• EXERCISE DESCRIPTION:
Please copy every line below that contains the string "label".

Dataset entries
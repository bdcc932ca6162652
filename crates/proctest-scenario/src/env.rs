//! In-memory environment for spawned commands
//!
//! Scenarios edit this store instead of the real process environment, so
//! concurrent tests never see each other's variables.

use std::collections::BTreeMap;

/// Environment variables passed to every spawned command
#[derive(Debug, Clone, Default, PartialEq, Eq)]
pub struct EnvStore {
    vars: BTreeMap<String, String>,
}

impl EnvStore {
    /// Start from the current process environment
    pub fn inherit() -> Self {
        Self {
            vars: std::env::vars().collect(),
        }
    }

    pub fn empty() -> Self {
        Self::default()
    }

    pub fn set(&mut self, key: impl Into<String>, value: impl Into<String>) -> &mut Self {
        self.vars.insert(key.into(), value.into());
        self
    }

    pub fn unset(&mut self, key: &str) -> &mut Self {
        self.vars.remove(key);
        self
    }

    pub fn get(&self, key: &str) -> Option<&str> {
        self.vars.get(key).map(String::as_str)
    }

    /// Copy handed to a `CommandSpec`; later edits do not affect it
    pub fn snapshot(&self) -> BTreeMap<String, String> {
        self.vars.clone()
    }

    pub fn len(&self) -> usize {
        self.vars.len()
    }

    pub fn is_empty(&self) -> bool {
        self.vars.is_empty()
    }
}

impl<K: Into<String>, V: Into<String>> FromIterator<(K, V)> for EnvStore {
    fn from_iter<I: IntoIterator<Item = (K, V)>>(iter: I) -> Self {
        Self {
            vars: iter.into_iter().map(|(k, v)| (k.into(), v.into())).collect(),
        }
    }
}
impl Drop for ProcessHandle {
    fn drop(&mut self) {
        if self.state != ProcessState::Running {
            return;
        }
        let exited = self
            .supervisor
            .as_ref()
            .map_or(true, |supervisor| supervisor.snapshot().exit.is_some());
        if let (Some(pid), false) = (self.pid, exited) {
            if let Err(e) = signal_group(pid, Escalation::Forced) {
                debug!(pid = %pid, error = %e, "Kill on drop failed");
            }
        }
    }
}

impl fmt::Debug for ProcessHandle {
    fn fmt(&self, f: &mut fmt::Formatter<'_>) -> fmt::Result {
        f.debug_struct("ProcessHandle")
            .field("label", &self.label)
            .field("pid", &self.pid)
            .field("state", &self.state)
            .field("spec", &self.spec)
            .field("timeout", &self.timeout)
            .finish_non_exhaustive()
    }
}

==

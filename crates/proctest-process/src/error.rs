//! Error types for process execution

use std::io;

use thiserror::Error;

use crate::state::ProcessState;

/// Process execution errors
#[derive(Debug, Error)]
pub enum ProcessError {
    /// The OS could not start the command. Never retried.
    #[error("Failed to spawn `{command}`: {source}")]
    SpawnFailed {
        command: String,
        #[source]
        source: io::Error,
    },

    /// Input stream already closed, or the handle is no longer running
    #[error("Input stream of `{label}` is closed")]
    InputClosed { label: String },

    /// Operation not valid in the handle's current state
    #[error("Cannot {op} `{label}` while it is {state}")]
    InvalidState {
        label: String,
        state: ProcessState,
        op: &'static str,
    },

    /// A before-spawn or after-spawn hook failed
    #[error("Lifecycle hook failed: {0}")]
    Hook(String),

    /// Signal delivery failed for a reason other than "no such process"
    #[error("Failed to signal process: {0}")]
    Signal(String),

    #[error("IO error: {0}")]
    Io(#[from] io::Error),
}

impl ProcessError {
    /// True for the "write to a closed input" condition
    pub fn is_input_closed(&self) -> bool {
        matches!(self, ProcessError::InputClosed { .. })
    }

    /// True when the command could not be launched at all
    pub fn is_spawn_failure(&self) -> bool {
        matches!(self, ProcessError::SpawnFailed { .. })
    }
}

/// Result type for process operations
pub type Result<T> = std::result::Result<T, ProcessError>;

• SOLUTION TO THIS TASK:
            .field("label", &self.label)
    #[error("Input stream of `{label}` is closed")]
    InputClosed { label: String },
    #[error("Cannot {op} `{label}` while it is {state}")]
        label: String,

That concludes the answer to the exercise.